• **Task goal**
Below are the records; how many of their lines contain "Discard"? Reply only with that figure.

_ _ _ _ _

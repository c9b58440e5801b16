//! Offset-mapped log store.
//! Indices are 1-based over the conceptual sequence; entries below `offset`
//! have been folded into a snapshot. Physical slot 0 corresponds to `offset`
//! and carries only the term of the last snapshotted entry.

use super::LogEntry;

pub struct LogStore {
    /// Index of the last entry included in the most recent snapshot.
    offset: u64,
    /// Highest materialized index.
    last_index: u64,
    /// `entries[i]` holds index `offset + i`.
    entries: Vec<LogEntry>,
}

impl LogStore {
    pub fn new() -> Self {
        LogStore {
            offset: 0,
            last_index: 0,
            entries: vec![LogEntry::default()],
        }
    }

    /// Rebuild from persisted parts. `entries` includes slot 0.
    pub fn restore(offset: u64, last_index: u64, entries: Vec<LogEntry>) -> Self {
        assert!(
            last_index >= offset && entries.len() as u64 == last_index - offset + 1,
            "log restore mismatch: offset {} last {} entries {}",
            offset,
            last_index,
            entries.len()
        );
        LogStore {
            offset,
            last_index,
            entries,
        }
    }

    pub fn offset(&self) -> u64 {
        self.offset
    }

    pub fn last_index(&self) -> u64 {
        self.last_index
    }

    pub fn term_at(&self, index: u64) -> u64 {
        assert!(
            index >= self.offset && index <= self.last_index,
            "term_at out of range: index {} not in [{}, {}]",
            index,
            self.offset,
            self.last_index
        );
        self.entries[(index - self.offset) as usize].term
    }

    pub fn last_term(&self) -> u64 {
        self.term_at(self.last_index)
    }

    pub fn command_at(&self, index: u64) -> &[u8] {
        assert!(index > self.offset && index <= self.last_index);
        &self.entries[(index - self.offset) as usize].command
    }

    pub fn append_one(&mut self, entry: LogEntry) {
        self.last_index += 1;
        self.entries.push(entry);
    }

    pub fn append_many(&mut self, entries: Vec<LogEntry>) {
        self.last_index += entries.len() as u64;
        self.entries.extend(entries);
    }

    /// Discard entries at indices >= `from`.
    pub fn truncate_tail(&mut self, from: u64) {
        assert!(
            from > self.offset && from <= self.last_index,
            "truncate_tail out of range: from {} not in ({}, {}]",
            from,
            self.offset,
            self.last_index
        );
        self.entries.truncate((from - self.offset) as usize);
        self.last_index = from - 1;
    }

    /// Discard entries below `new_offset`, keeping slot 0 with `new_term`.
    /// A suffix whose indices exceed `new_offset` survives the trim.
    pub fn trim_head(&mut self, new_offset: u64, new_term: u64) {
        assert!(new_offset > self.offset);
        if new_offset >= self.last_index {
            self.entries = vec![LogEntry::default()];
            self.last_index = new_offset;
        } else {
            self.entries.drain(..(new_offset - self.offset) as usize);
        }
        self.entries[0].term = new_term;
        self.entries[0].command = Vec::new();
        self.offset = new_offset;
    }

    /// First index carrying the same term as `from`, walking backward but
    /// never past `offset`.
    pub fn first_index_of_term(&self, from: u64) -> u64 {
        let term = self.term_at(from);
        let mut i = from;
        while i > self.offset + 1 && self.term_at(i - 1) == term {
            i -= 1;
        }
        i
    }

    /// Highest index carrying `term`, if any entry does.
    pub fn last_index_of_term(&self, term: u64) -> Option<u64> {
        (self.offset..=self.last_index)
            .rev()
            .find(|&i| self.term_at(i) == term)
    }

    /// Entries from `from` through the tail, cloned for an outbound RPC.
    pub fn tail_from(&self, from: u64) -> Vec<LogEntry> {
        assert!(from > self.offset);
        if from > self.last_index {
            return Vec::new();
        }
        self.entries[(from - self.offset) as usize..].to_vec()
    }

    /// All slots including slot 0, for the persistence codec.
    pub fn as_slice(&self) -> &[LogEntry] {
        &self.entries
    }
}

_ _ _ _ _

• **Final answer**
2